--- Supplied material Enclosed Below ---
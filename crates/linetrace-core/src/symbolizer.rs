//! # Symbolizer
//!
//! Annotates stack-trace addresses with the enclosing function and the source
//! line, the way a kernel panic handler prints its backtrace.
//!
//! ## Usage
//!
//! ```rust,no_run
//! use linetrace_core::symbolizer::Symbolizer;
//! use linetrace_core::types::Address;
//!
//! # fn example(image: &[u8], trace: &[Address]) -> linetrace_core::LinetraceResult<()> {
//! let descriptor = linetrace_core::locate(image)?;
//! let symbolizer = Symbolizer::new(&descriptor);
//! for frame in symbolizer.symbolicate_trace(trace) {
//!     println!("{frame}");
//! }
//! # Ok(())
//! # }
//! ```

use std::fmt;

use tracing::trace;

use crate::demangle::make_symbol_name;
use crate::elf::ImageDescriptor;
use crate::resolver::resolve;
use crate::types::{Address, LookupResult, SymbolName};

/// Symbol and line information for a single address.
#[derive(Debug, Clone, PartialEq, Eq)]
pub struct Symbolication
{
    pub address: Address,
    /// Enclosing function, if the symbol table covers the address
    pub symbol: Option<SymbolName>,
    /// Distance from the start of `symbol`
    pub offset: u64,
    pub location: LookupResult,
}

impl fmt::Display for Symbolication
{
    fn fmt(&self, f: &mut fmt::Formatter<'_>) -> fmt::Result
    {
        write!(f, "{}  ", self.address)?;
        match &self.symbol {
            Some(symbol) => write!(f, "{symbol}+{:#x}", self.offset)?,
            None => f.write_str("??")?,
        }
        write!(f, " at {}", self.location)
    }
}

/// Address annotation over a located image.
#[derive(Debug, Clone, Copy)]
pub struct Symbolizer<'a, 'data>
{
    descriptor: &'a ImageDescriptor<'data>,
}

impl<'a, 'data> Symbolizer<'a, 'data>
{
    pub fn new(descriptor: &'a ImageDescriptor<'data>) -> Self
    {
        Self { descriptor }
    }

    /// The function symbol containing `address` and the offset into it.
    pub fn symbol_for(&self, address: Address) -> Option<(SymbolName, u64)>
    {
        let symbol = self.descriptor.symbol_for_address(address.value())?;
        let offset = address.value() - symbol.value();
        trace!(%address, index = symbol.index, offset, "matched symbol");
        Some((make_symbol_name(symbol.name), offset))
    }

    pub fn symbolicate(&self, address: Address) -> Symbolication
    {
        let (symbol, offset) = match self.symbol_for(address) {
            Some((symbol, offset)) => (Some(symbol), offset),
            None => (None, 0),
        };
        Symbolication {
            address,
            symbol,
            offset,
            location: resolve(self.descriptor, address),
        }
    }

    /// Symbolicate every frame of a backtrace, innermost first as given.
    pub fn symbolicate_trace(&self, trace: &[Address]) -> Vec<Symbolication>
    {
        trace.iter().map(|&address| self.symbolicate(address)).collect()
    }
}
--- End of Enclosed Supplied material ---
What is required
Above are some records; copy exactly the lines from the one with "pub fn new(descriptor: &'a" through the one with "let (symbol, offset)", both included, and no others.

Result below
    pub fn new(descriptor: &'a ImageDescriptor<'data>) -> Self
    {
        Self { descriptor }
    }

    /// The function symbol containing `address` and the offset into it.
    pub fn symbol_for(&self, address: Address) -> Option<(SymbolName, u64)>
    {
        let symbol = self.descriptor.symbol_for_address(address.value())?;
        let offset = address.value() - symbol.value();
        trace!(%address, index = symbol.index, offset, "matched symbol");
        Some((make_symbol_name(symbol.name), offset))
    }

    pub fn symbolicate(&self, address: Address) -> Symbolication
    {
        let (symbol, offset) = match self.symbol_for(address) {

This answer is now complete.